MySpace losses increase, News Corp chief talks tough

By | Published on Friday 5 November 2010

Earlier this year I half-jokingly/half-seriously suggested MySpace would go off line on 17 Nov. Given the flagging social networking company is planning on rolling out its new look site in the UK this month – following its unveiling in the US last week – that’s probably not going to happen. But this month might just prove to be the beginning of the end for the one time social media giant.

MySpace has been put “on notice” by its owners, Rupert Murdoch’s News Corp, after quarterly losses in the company’s digital and other activities rose by $30 million to $156 million.

Even though MySpace had arguably peaked even before it was bought by News Corp for $580 million in 2005, the site still enjoyed substantial traffic for a few years, mainly as a result of it being the primary online base for nearly every band in the world. That traffic resulted in pretty respectable ad revenues, which kept News Corp happy.

But MySpace was already in decline as users jumped to other more user-friendly less frustrating social networking services, in particular Facebook. The mass exiting from MySpace has continued, and gets worse as more and more bands shift their social media activity to Facebook and Twitter. The growth of services like SoundCloud, which provide a compelling alternative to MySpace’s one USP – it’s easy to use, easy to manage music player – also hasn’t helped.

Various executive shuffles and culls have since followed as News Corp, who had hoped to see their big MySpace investment start to pay off by now, are instead seeing the red figures on their spreadsheets getting bigger. Various service relaunches have occurred, the most recent, the one due to roll out in the UK this month, widely seen as being MySpace’s last chance to secure a long term future. 

News Corp COO Chase Carey this week told investors that it was clear that MySpace was “a problem”, adding that “traffic numbers are still not going in the right direction” and that News Corp chiefs would be reviewing this part of their business “in quarters, not in years”. That implies that MySpace bosses need to turn round their company’s fortunes within the year or Carey and Murdoch will be reaching for the big off button.

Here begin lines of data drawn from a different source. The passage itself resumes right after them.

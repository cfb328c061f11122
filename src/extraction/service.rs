use super::document::DocumentId;
use bytes::Bytes;
use futures::future::BoxFuture;
use std::path::PathBuf;
use std::time::Duration;

/// Failure classes reported by an extractor. Timeouts are classified by the worker.
#[derive(Debug, Clone, PartialEq, Eq, thiserror::Error)]
pub enum ExtractionError {
    #[error("transient extraction failure: {0}")]
    Transient(String),
    #[error("document cannot be processed: {0}")]
    Permanent(String),
}

pub type ExtractionFuture<'a> = BoxFuture<'a, Result<Bytes, ExtractionError>>;

#[derive(Debug, Clone, PartialEq, Eq)]
pub struct ExtractionRequest {
    pub document_id: DocumentId,
    pub locator: String,
    /// 1-based attempt number.
    pub attempt: usize,
}

/// The external Extraction Service. Returns the artifact bytes for one document.
pub trait Extractor: Send + Sync + 'static {
    fn extract<'a>(&'a self, request: &'a ExtractionRequest) -> ExtractionFuture<'a>;
}

#[derive(Debug, Clone, PartialEq, Eq)]
pub enum ExtractionOutcome {
    Success { artifact: PathBuf },
    TransientFailure { error: String },
    PermanentFailure { error: String },
}

impl ExtractionOutcome {
    pub fn is_terminal(&self) -> bool {
        !matches!(self, ExtractionOutcome::TransientFailure { .. })
    }

    pub fn label(&self) -> &'static str {
        match self {
            ExtractionOutcome::Success { .. } => "success",
            ExtractionOutcome::TransientFailure { .. } => "transient_failure",
            ExtractionOutcome::PermanentFailure { .. } => "permanent_failure",
        }
    }
}

/// Outcome of one attempt (transient) or of the whole item (terminal).
#[derive(Debug, Clone, PartialEq, Eq)]
pub struct ExtractionResult {
    pub sequence: u64,
    /// Absent when the payload never yielded a valid id.
    pub document_id: Option<DocumentId>,
    pub attempts: usize,
    /// Time since the item was admitted; zero for payloads rejected before admission.
    pub elapsed: Duration,
    pub outcome: ExtractionOutcome,
}

impl ExtractionResult {
    pub fn is_terminal(&self) -> bool {
        self.outcome.is_terminal()
    }
}
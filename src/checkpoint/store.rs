use anyhow::Result;
use futures::future::BoxFuture;
use std::time::{SystemTime, UNIX_EPOCH};

pub type CheckpointFuture<'a, T> = BoxFuture<'a, Result<T>>;

/// All records of `shard_id` at or before `sequence` reached a terminal outcome.
#[derive(Debug, Clone, PartialEq, Eq)]
pub struct Checkpoint {
    pub shard_id: String,
    pub sequence: u64,
    pub written_at_ms: u64,
}

impl Checkpoint {
    pub fn new(shard_id: impl Into<String>, sequence: u64) -> Self {
        Self {
            shard_id: shard_id.into(),
            sequence,
            written_at_ms: unix_millis(),
        }
    }
}

#[derive(Debug, Clone, PartialEq, Eq, thiserror::Error)]
pub enum CheckpointError {
    #[error("refusing to move checkpoint for shard {shard_id} back from {stored} to {attempted}")]
    Regression {
        shard_id: String,
        stored: u64,
        attempted: u64,
    },
}

/// Storage for checkpoints. Saves must be atomic and must never move a shard backwards;
/// saving the stored position again is a no-op.
pub trait CheckpointStore: Send + Sync {
    fn load<'a>(&'a self, shard_id: &'a str) -> CheckpointFuture<'a, Option<Checkpoint>>;

    fn save<'a>(&'a self, checkpoint: &'a Checkpoint) -> CheckpointFuture<'a, ()>;
}

/// Outcome of comparing a new checkpoint with the stored one.
#[derive(Debug, PartialEq, Eq)]
pub(crate) enum SaveDecision {
    Write,
    Unchanged,
}

pub(crate) fn check_monotonic(
    stored: Option<&Checkpoint>,
    next: &Checkpoint,
) -> Result<SaveDecision, CheckpointError> {
    match stored {
        Some(stored) if next.sequence < stored.sequence => Err(CheckpointError::Regression {
            shard_id: next.shard_id.clone(),
            stored: stored.sequence,
            attempted: next.sequence,
        }),
        Some(stored) if next.sequence == stored.sequence => Ok(SaveDecision::Unchanged),
        _ => Ok(SaveDecision::Write),
    }
}

pub(crate) fn unix_millis() -> u64 {
    SystemTime::now()
        .duration_since(UNIX_EPOCH)
        .map(|elapsed| elapsed.as_millis() as u64)
        .unwrap_or_default()
}
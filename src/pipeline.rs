//! Per-shard pipeline: Stream Reader -> Dispatcher -> Worker Pool -> Progress Tracker,
//! orchestrated by [`ExtractionAgent`].

pub mod agent;
pub(crate) mod backoff;
pub mod dispatcher;
pub(crate) mod frontier;
pub(crate) mod lifecycle;
pub mod progress;
pub mod reader;
pub mod worker;
pub(crate) mod worker_pool;

pub use agent::ExtractionAgent;
pub use dispatcher::WorkItem;
pub use progress::{FailureRecord, ProgressSnapshot};
pub use reader::{StreamReader, StreamReaderParams};
pub use worker::WorkerActivityTracker;
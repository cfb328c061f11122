//! Authorization header wiring for the stream gateway client.

use anyhow::{Context, Result};
use jsonrpsee::http_client::{HeaderMap, HeaderValue};

pub(crate) fn build_bearer_headers(token: Option<&str>) -> Result<HeaderMap> {
    let mut headers = HeaderMap::new();
    if let Some(token) = token {
        let mut value = HeaderValue::from_str(&format!("Bearer {token}"))
            .context("failed to build Authorization header")?;
        value.set_sensitive(true);
        headers.insert("Authorization", value);
    }
    Ok(headers)
}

Presumably execs in the social networking company really hope their latest revamp works. Part of me does too. But many commentators reckon – however nice the new MySpace might look, and even if all the technical foibles that have dogged the service for years have been fixed – it’s all too little too late. The social networking world has moved on.

So, how about 17 March for the MySpace switch off party? I do feel we are approaching the end of an era in the world of Web 2.0.